La stabilité et le jeu alléchant :

La composante majeure qui explique le succès du Sporting s’appelle Peter Vermes! L’ex-international américain (66 apparitions avec l’équipe nationale) a pleinement réussi sa reconversion. Défenseur intraitable lorsqu’il était joueur, voir son club jouer de manière défensive n’aurait surpris personne. Que nenni! Vermes a instauré un système de jeu extrêmement offensif, souvent en une touche de balle, pour le plus grand plaisir des supporters du club.

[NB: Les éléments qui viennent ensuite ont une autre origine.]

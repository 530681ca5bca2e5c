pub mod memory;
pub mod payload;
pub mod postgres;
pub mod provider;
pub mod rate_limit;

pub use memory::MemoryStore;
pub use postgres::PostgresStore;
pub use provider::{ApiSportsClient, ProviderClient};
pub use rate_limit::TokenBucket;
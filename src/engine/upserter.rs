use crate::domain::{CanonicalPhase, Entity, EntityId, EntitySnapshot, Score};
use crate::engine::classifier::StatusClassifier;
use crate::error::Result;
use crate::store::EntityStore;
use chrono::{DateTime, Utc};
use std::sync::Arc;
use tracing::{debug, info, instrument};

/// Writes provider snapshots onto stored entities.
///
/// The canonical phase never moves backwards: a snapshot that reports an
/// earlier phase than the stored one keeps the stored phase and phase code.
pub struct EntityUpserter<S> {
    store: Arc<S>,
    classifier: StatusClassifier,
}

impl<S: EntityStore> EntityUpserter<S> {
    pub fn new(store: Arc<S>, classifier: StatusClassifier) -> Self {
        Self { store, classifier }
    }

    pub fn classifier(&self) -> &StatusClassifier {
        &self.classifier
    }

    /// Merge a snapshot into the stored entity and return the row as stored.
    #[instrument(skip(self, snapshot), fields(entity_id = snapshot.id, code = %snapshot.phase_code))]
    pub async fn apply(&self, snapshot: &EntitySnapshot, now: DateTime<Utc>) -> Result<Entity> {
        let observed = self
            .classifier
            .classify(&snapshot.phase_code, snapshot.scheduled_start, now);
        let existing = self.store.get_entity(snapshot.id).await?;
        let entity = merge_snapshot(existing.as_ref(), snapshot, observed, now);

        if let Some(prev) = existing.as_ref() {
            if prev.phase > observed {
                debug!(
                    stored = %prev.phase,
                    observed = %observed,
                    "provider reported an earlier phase, keeping stored phase"
                );
            } else if prev.phase != entity.phase {
                info!(from = %prev.phase, to = %entity.phase, "phase advanced");
            }
        }

        self.store.upsert_entity(&entity).await
    }

    /// Force a stuck NOT_STARTED entity to LIVE. No-op for any other phase.
    pub async fn force_live(&self, entity_id: EntityId, now: DateTime<Utc>) -> Result<Option<Entity>> {
        let Some(mut entity) = self.store.get_entity(entity_id).await? else {
            return Ok(None);
        };
        if entity.phase != CanonicalPhase::NotStarted {
            return Ok(Some(entity));
        }

        info!(entity_id, code = %entity.phase_code, "occurrences present, forcing phase to LIVE");
        entity.phase = CanonicalPhase::Live;
        entity.last_updated = now;
        self.store.upsert_entity(&entity).await.map(Some)
    }
}

fn merge_snapshot(
    existing: Option<&Entity>,
    snapshot: &EntitySnapshot,
    observed: CanonicalPhase,
    now: DateTime<Utc>,
) -> Entity {
    let Some(prev) = existing else {
        return Entity {
            id: snapshot.id,
            partition_id: snapshot.partition_id,
            scheduled_start: snapshot.scheduled_start,
            phase_code: snapshot.phase_code.clone(),
            phase: observed,
            score: snapshot.score,
            clock: snapshot.clock.clone(),
            raw: Some(snapshot.raw.clone()),
            last_updated: now,
        };
    };

    let stale = prev.phase > observed;
    Entity {
        id: snapshot.id,
        partition_id: snapshot.partition_id,
        scheduled_start: snapshot.scheduled_start,
        phase_code: if stale {
            prev.phase_code.clone()
        } else {
            snapshot.phase_code.clone()
        },
        phase: prev.phase.advance(observed),
        score: Score {
            home: snapshot.score.home.or(prev.score.home),
            away: snapshot.score.away.or(prev.score.away),
        },
        clock: snapshot.clock.clone().or_else(|| prev.clock.clone()),
        raw: Some(snapshot.raw.clone()),
        last_updated: now,
    }
}

#[cfg(test)]
mod tests {
    use super::*;
    use chrono::TimeZone;
    use serde_json::json;

    fn snapshot(code: &str, home: Option<i32>) -> EntitySnapshot {
        EntitySnapshot {
            id: 9,
            partition_id: 57,
            scheduled_start: Utc.with_ymd_and_hms(2025, 1, 5, 18, 0, 0).unwrap(),
            phase_code: code.to_string(),
            score: Score { home, away: Some(0) },
            clock: None,
            raw: json!({ "status": code }),
        }
    }

    fn now() -> DateTime<Utc> {
        Utc.with_ymd_and_hms(2025, 1, 5, 18, 30, 0).unwrap()
    }

    #[test]
    fn test_first_sighting_uses_observed_phase() {
        let e = merge_snapshot(None, &snapshot("P1", Some(1)), CanonicalPhase::Live, now());
        assert_eq!(e.phase, CanonicalPhase::Live);
        assert_eq!(e.phase_code, "P1");
    }

    #[test]
    fn test_stale_snapshot_keeps_stored_phase_and_score() {
        let stored = merge_snapshot(None, &snapshot("P2", Some(2)), CanonicalPhase::Live, now());
        let e = merge_snapshot(Some(&stored), &snapshot("NS", None), CanonicalPhase::NotStarted, now());
        assert_eq!(e.phase, CanonicalPhase::Live);
        assert_eq!(e.phase_code, "P2");
        assert_eq!(e.score.home, Some(2));
    }

    #[test]
    fn test_finished_is_terminal() {
        let stored = merge_snapshot(None, &snapshot("FT", Some(3)), CanonicalPhase::Finished, now());
        let e = merge_snapshot(Some(&stored), &snapshot("P3", Some(3)), CanonicalPhase::Live, now());
        assert_eq!(e.phase, CanonicalPhase::Finished);
        assert_eq!(e.phase_code, "FT");
    }
}
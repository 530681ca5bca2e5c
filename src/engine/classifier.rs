//! Maps provider phase codes onto [`CanonicalPhase`].

use crate::config::ClassifierConfig;
use crate::domain::CanonicalPhase;
use chrono::{DateTime, Duration, Utc};
use std::collections::HashSet;

/// Pure classifier over configurable code sets. Codes compare trimmed and
/// upper-cased.
#[derive(Debug, Clone)]
pub struct StatusClassifier {
    finished: HashSet<String>,
    not_started: HashSet<String>,
    stalled: HashSet<String>,
    stale_after: Duration,
}

fn normalize_set(codes: &[String]) -> HashSet<String> {
    codes
        .iter()
        .map(|c| c.trim().to_ascii_uppercase())
        .filter(|c| !c.is_empty())
        .collect()
}

impl StatusClassifier {
    pub fn new(config: &ClassifierConfig) -> Self {
        Self {
            finished: normalize_set(&config.finished_codes),
            not_started: normalize_set(&config.not_started_codes),
            stalled: normalize_set(&config.stalled_codes),
            stale_after: Duration::hours(config.stale_after_hours),
        }
    }

    pub fn classify(
        &self,
        code: &str,
        scheduled_start: DateTime<Utc>,
        now: DateTime<Utc>,
    ) -> CanonicalPhase {
        let code = code.trim().to_ascii_uppercase();
        if self.finished.contains(&code) {
            return CanonicalPhase::Finished;
        }

        let stale = now - scheduled_start > self.stale_after;
        if code.is_empty() || self.not_started.contains(&code) {
            // A match that never left "not started" hours after kickoff is over
            // as far as polling is concerned.
            return if stale {
                CanonicalPhase::Finished
            } else {
                CanonicalPhase::NotStarted
            };
        }
        if stale && self.stalled.contains(&code) {
            return CanonicalPhase::Finished;
        }

        CanonicalPhase::Live
    }

    pub fn is_finished(&self, code: &str, scheduled_start: DateTime<Utc>, now: DateTime<Utc>) -> bool {
        self.classify(code, scheduled_start, now).is_finished()
    }
}

impl Default for StatusClassifier {
    fn default() -> Self {
        Self::new(&ClassifierConfig::default())
    }
}
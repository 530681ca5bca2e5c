//! Provider seam and the API-Sports REST client behind it.

use super::payload::{decode_entity, decode_occurrences};
use super::rate_limit::TokenBucket;
use crate::config::ProviderConfig;
use crate::domain::{EntityId, EntitySnapshot, Occurrence};
use crate::error::{Result, SyncError};
use crate::retry::Backoff;
use async_trait::async_trait;
use reqwest::header::RETRY_AFTER;
use reqwest::{Client, StatusCode};
use serde_json::Value;
use std::time::Duration;
use tracing::{debug, warn};

/// Upstream source of entity and occurrence snapshots.
#[cfg_attr(test, mockall::automock)]
#[async_trait]
pub trait ProviderClient: Send + Sync {
    /// Current state of one entity; `None` when the provider does not know it.
    async fn fetch_entity(&self, entity_id: EntityId) -> Result<Option<EntitySnapshot>>;

    /// Full occurrence list of one entity as currently reported.
    async fn fetch_occurrences(&self, entity_id: EntityId) -> Result<Vec<Occurrence>>;
}

const USER_AGENT: &str = "fixture-sync/0.1";
const API_KEY_HEADER: &str = "x-apisports-key";

enum Failure {
    Retryable(SyncError, Option<Duration>),
    Fatal(SyncError),
}

/// Parse a `Retry-After` value in seconds, clamped to 1..=60s.
pub fn parse_retry_after(value: &str) -> Option<Duration> {
    let secs = value.trim().parse::<f64>().ok()?;
    if !secs.is_finite() {
        return None;
    }
    Some(Duration::from_secs_f64(secs.clamp(1.0, 60.0)))
}

#[derive(Debug)]
pub struct ApiSportsClient {
    http: Client,
    base_url: String,
    api_key: String,
    max_retries: u32,
    backoff: Backoff,
    limiter: Option<TokenBucket>,
}

impl ApiSportsClient {
    pub fn new(config: &ProviderConfig) -> Result<Self> {
        let http = Client::builder()
            .user_agent(USER_AGENT)
            .timeout(Duration::from_secs(config.timeout_secs.max(1)))
            .build()
            .map_err(|e| SyncError::Internal(format!("failed to build HTTP client: {}", e)))?;

        Ok(Self {
            http,
            base_url: config.base_url.trim_end_matches('/').to_string(),
            api_key: config.api_key.clone(),
            max_retries: config.max_retries,
            backoff: Backoff::new(config.base_backoff_ms, config.max_backoff_ms),
            limiter: TokenBucket::from_config(config.rate_limit_per_min, config.effective_burst()),
        })
    }

    pub fn base_url(&self) -> &str {
        &self.base_url
    }

    async fn send_once(&self, path: &str, query: &[(&str, String)]) -> std::result::Result<Value, Failure> {
        let url = format!("{}{}", self.base_url, path);
        let resp = self
            .http
            .get(&url)
            .header(API_KEY_HEADER, &self.api_key)
            .query(query)
            .send()
            .await
            .map_err(|e| {
                if e.is_timeout() {
                    Failure::Retryable(SyncError::Timeout(format!("GET {path}")), None)
                } else if e.is_connect() || e.is_request() {
                    Failure::Retryable(SyncError::Http(e), None)
                } else {
                    Failure::Fatal(SyncError::Http(e))
                }
            })?;

        let status = resp.status();
        if status == StatusCode::TOO_MANY_REQUESTS {
            let retry_after = resp
                .headers()
                .get(RETRY_AFTER)
                .and_then(|v| v.to_str().ok())
                .and_then(parse_retry_after);
            return Err(Failure::Retryable(
                SyncError::RateLimited(format!("GET {path}")),
                retry_after,
            ));
        }
        if status.is_server_error() {
            return Err(Failure::Retryable(
                SyncError::ProviderUnavailable(format!("GET {path} status={status}")),
                None,
            ));
        }
        if !status.is_success() {
            let text = resp.text().await.unwrap_or_default();
            return Err(Failure::Fatal(SyncError::ProviderRejected(format!(
                "GET {path} status={status} body={}",
                text.chars().take(200).collect::<String>()
            ))));
        }

        resp.json::<Value>()
            .await
            .map_err(|e| Failure::Fatal(SyncError::Decode(format!("GET {path}: {e}"))))
    }

    /// GET with pacing, bounded retries and backoff.
    async fn get_json(&self, path: &str, query: &[(&str, String)]) -> Result<Value> {
        let mut attempt = 0;
        loop {
            if let Some(limiter) = &self.limiter {
                limiter.acquire().await;
            }
            debug!(path, attempt, "provider request");

            match self.send_once(path, query).await {
                Ok(body) => return Ok(body),
                Err(Failure::Fatal(e)) => return Err(e),
                Err(Failure::Retryable(e, retry_after)) => {
                    if attempt >= self.max_retries {
                        return Err(e);
                    }
                    let wait = retry_after.unwrap_or_else(|| self.backoff.jittered(attempt));
                    warn!(
                        path,
                        attempt = attempt + 1,
                        wait_ms = wait.as_millis() as u64,
                        error = %e,
                        "provider request failed, retrying"
                    );
                    tokio::time::sleep(wait).await;
                    attempt += 1;
                }
            }
        }
    }
}

#[async_trait]
impl ProviderClient for ApiSportsClient {
    async fn fetch_entity(&self, entity_id: EntityId) -> Result<Option<EntitySnapshot>> {
        let body = self.get_json("/games", &[("id", entity_id.to_string())]).await?;
        decode_entity(body)
    }

    async fn fetch_occurrences(&self, entity_id: EntityId) -> Result<Vec<Occurrence>> {
        let body = self
            .get_json("/games/events", &[("game", entity_id.to_string())])
            .await?;
        decode_occurrences(body)
    }
}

Bien évidemment, il a fallu du temps avant que la mayonnaise prenne. À sa première expérience en tant qu’entraineur-chef par intérim au milieu de la saison 2009 (plus précisément le 4 août), Vermes a mené les Wizards de Kansas City (ancien nom du club) vers une fiche peu reluisante de 3V-2N-7D. Malgré tout, les dirigeants des Wizards décident de lui faire confiance en le nommant entraineur-chef à temps plein la saison suivante. La saison 2010 sera du même niveau que la précédente et Vermes ne parvient toujours pas à qualifier son équipe aux séries éliminatoires (11V-6N-13D). C’est à ce moment-là que le club décide de se donner une nouvelle image en changeant de nom pour le Sporting Kansas City. La direction garde tout de même sa confiance en Vermes et bien lui en a pris! Depuis la saison 2011, l’entraineur américain a mené à chaque année le Sporting vers une participation aux séries remportant sur son passage une MLS Cup (2013), trois US Open Cup (2012, 2015 et 2017) et finissant premier de sa conférence à trois reprises (2011 et 2012 dans l’Est et 2018 dans l’Ouest). Vermes est actuellement l’entraineur qui a la plus grande longévité en MLS et c’est tout à son honneur.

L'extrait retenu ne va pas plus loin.